## Task brief
Find each line of the entries with the string "Infallible", please, and copy it.

## Data to use
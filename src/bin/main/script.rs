use std::{collections::VecDeque, convert::Infallible};

use storia_core::{
    bridge::highlight_jump,
    content::{HighlightCatalog, StoryFeed},
    input::{Command, InputEvent, InputProvider, Key},
};
use thiserror::Error;

const DEFAULT_STEP_MS: u64 = 1_500;
const TAP_WIDTH: u32 = 300;

#[derive(Debug, Error, Eq, PartialEq)]
pub(super) enum ScriptError {
    #[error("unknown script step `{0}`")]
    UnknownStep(String),
    #[error("bad argument in script step `{0}`")]
    BadArgument(String),
    #[error("highlight `{0}` does not resolve to a panel")]
    UnresolvedHighlight(String),
}

#[derive(Clone, Debug, PartialEq)]
struct TimedEvent {
    at_ms: u64,
    event: InputEvent,
}

/// Input provider replaying a comma-separated script against the virtual
/// clock.
///
/// Steps: `next`, `prev`, `next-story`, `prev-story`, `mute`, `close`,
/// `tap:X`, `swipe:DX:DY`, `jump:STORY:PANEL`, `highlight:ID` and
/// `wait:MS`. Every step other than `wait` fires `DEFAULT_STEP_MS` after
/// the previous one.
#[derive(Debug, Default)]
pub(super) struct ScriptInput {
    events: VecDeque<TimedEvent>,
    now_ms: u64,
}

impl ScriptInput {
    pub(super) fn parse<F>(script: &str, feed: &F) -> Result<Self, ScriptError>
    where
        F: StoryFeed + HighlightCatalog,
    {
        let mut events = VecDeque::new();
        let mut at_ms = 0u64;

        for step in script.split(',').map(str::trim).filter(|s| !s.is_empty()) {
            let mut parts = step.split(':');
            let name = parts.next().unwrap_or_default();
            let args: Vec<&str> = parts.collect();

            if name == "wait" {
                at_ms = at_ms.saturating_add(parse_arg(step, &args, 0)?);
                continue;
            }

            let event = match (name, args.len()) {
                ("next", 0) => InputEvent::Key(Key::ArrowRight),
                ("prev", 0) => InputEvent::Key(Key::ArrowLeft),
                ("next-story", 0) => InputEvent::Key(Key::ArrowDown),
                ("prev-story", 0) => InputEvent::Key(Key::ArrowUp),
                ("mute", 0) => InputEvent::MuteButton,
                ("close", 0) => InputEvent::CloseButton,
                ("tap", 1) => InputEvent::Tap {
                    x: parse_arg(step, &args, 0)?,
                    width: TAP_WIDTH,
                },
                ("swipe", 2) => InputEvent::Swipe {
                    dx: parse_arg(step, &args, 0)?,
                    dy: parse_arg(step, &args, 1)?,
                },
                ("jump", 2) => InputEvent::Jump {
                    story_id: args[0].to_string(),
                    panel_index: parse_arg(step, &args, 1)?,
                },
                ("highlight", 1) => highlight_event(feed, args[0])?,
                ("next" | "prev" | "next-story" | "prev-story" | "mute" | "close", _)
                | ("tap" | "swipe" | "jump" | "highlight", _) => {
                    return Err(ScriptError::BadArgument(step.to_string()));
                }
                _ => return Err(ScriptError::UnknownStep(step.to_string())),
            };

            at_ms = at_ms.saturating_add(DEFAULT_STEP_MS);
            events.push_back(TimedEvent { at_ms, event });
        }

        Ok(Self { events, now_ms: 0 })
    }

    /// Moves the script's clock; events due by `now_ms` become pollable.
    pub(super) fn advance_to(&mut self, now_ms: u64) {
        self.now_ms = self.now_ms.max(now_ms);
    }

    pub(super) fn is_exhausted(&self) -> bool {
        self.events.is_empty()
    }

    /// Time of the last scripted event.
    pub(super) fn last_event_ms(&self) -> u64 {
        self.events.back().map_or(0, |timed| timed.at_ms)
    }
}

impl InputProvider for ScriptInput {
    type Error = Infallible;

    fn poll_event(&mut self) -> Result<Option<InputEvent>, Self::Error> {
        match self.events.front() {
            Some(timed) if timed.at_ms <= self.now_ms => {
                Ok(self.events.pop_front().map(|timed| timed.event))
            }
            _ => Ok(None),
        }
    }
}

fn parse_arg<T: core::str::FromStr>(
    step: &str,
    args: &[&str],
    index: usize,
) -> Result<T, ScriptError> {
    args.get(index)
        .and_then(|raw| raw.trim().parse().ok())
        .ok_or_else(|| ScriptError::BadArgument(step.to_string()))
}

fn highlight_event<F>(feed: &F, highlight_id: &str) -> Result<InputEvent, ScriptError>
where
    F: StoryFeed + HighlightCatalog,
{
    feed.highlight_by_id(highlight_id)
        .and_then(|highlight| highlight_jump(feed, highlight))
        .and_then(|command| match command {
            Command::JumpTo {
                story_id,
                panel_index,
            } => Some(InputEvent::Jump {
                story_id,
                panel_index,
            }),
            _ => None,
        })
        .ok_or_else(|| ScriptError::UnresolvedHighlight(highlight_id.to_string()))
}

## Task answer
use std::{collections::VecDeque, convert::Infallible};
    type Error = Infallible;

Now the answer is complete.